How to eat coarse grains

Excessive consumption of coarse grains affects digestion

Bringing back some coarse grains from home, you can experience the food in your hometown and adjust the greasy food in your daily diet. It is also a choice for many people.

Although there are many advantages to coarse grains, there are some areas that need our attention. The so-called coarse grains refer to corn, millet, sorghum, oats, buckwheat, wheat bran and various kinds of beans in cereals, such as soybeans, green beans, red beans, mung beans and so on. Because of the simple processing, coarse grains contain many nutrients not found in the fine grains. The first is dietary fiber. Dietary fiber is called the seventh nutrient of the human body. The role of soluble dietary fiber is to regulate blood lipids, blood sugar, and regulate probiotics; the main role of insoluble dietary fiber is intestinal bowel movement.

Second, coarse grains also contain large amounts of B vitamins. Due to the simple processing, the skin of coarse grains often contains a large amount of B vitamins such as vitamin B1 and vitamin B2. The B vitamins play an important role in the body's water and salt metabolism and tissue respiration. Finally, the content of carbohydrates in coarse grains is smaller than that of fine grains, which is beneficial to some diabetics and obese people.

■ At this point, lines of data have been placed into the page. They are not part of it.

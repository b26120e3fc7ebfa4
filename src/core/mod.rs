pub mod error;
pub mod types;
pub mod value;

pub use error::{DbError, Result};
pub use types::{Column, Row, Schema};
pub use value::{DataType, Value};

However, coarse grains are not a panacea. There are also special places to pay attention to eating coarse grains. Zuo Xiaoxia said that moderate consumption of coarse grains is beneficial to the human body, but excessive consumption of coarse grains will affect people's digestion and absorption functions.

Due to the large amount of cellulose and phytic acid contained in the coarse grains, the intake of more than 50 grams of cellulose per day and long-term consumption will cause the obstruction of human protein supplementation, decrease of fat utilization, and damage to organs, bones, heart, blood and other organs. , reduce the body's immune capacity, and even affect reproductive function. Furthermore, the high phytic acid content in buckwheat, oats, and corn impedes the absorption of calcium, iron, zinc, and phosphorus and affects the metabolic balance of minerals in the gut. Therefore, when you eat coarse grains, you should increase your intake of these minerals and eat them with some mineral-rich vegetables.

Coarse grains eat healthy? Thickness match 6:4

Although the coarse grains are good, but as a nutrient element to regulate the diet, how to eat is also very important. Zuo Xiaoxia said that for healthy people, they can eat coarse grains for two days as a daily diet. People with high blood lipids and blood sugar can also increase their intake appropriately under the guidance of a doctor. For those who have constipation and other symptoms, long-term office workers who are more exposed to computers can also eat more coarse grains.

Careful attention to other foods when you eat coarse grains can have better results.

In order to complement the nutrients in foods, it should be as thick as possible. Generally speaking, it is most appropriate to use 6 points of coarse grains and 4 points of fine grains. In addition, you cannot eat only a kind of coarse grains, and coarse grains can also be used together. For example, corn, millet, and soybeans are not as good as they used to be mixed in a ratio of 1:1:2. They have higher nutritive value because they can complement proteins. The laba porridge, rice pudding, and assorted ingredients, which are often eaten in daily life, are all very good foods.

However, not all people are suitable for eating coarse grains, elderly people with poor gastrointestinal function, and children with poor digestive function should eat less coarse grains and eat coarse grains. Patients with stomach, bowel ulcers, and acute gastroenteritis require foods that are soft, so try to avoid eating whole grains; patients with chronic pancreatitis and chronic gastroenteritis should eat less coarse grains.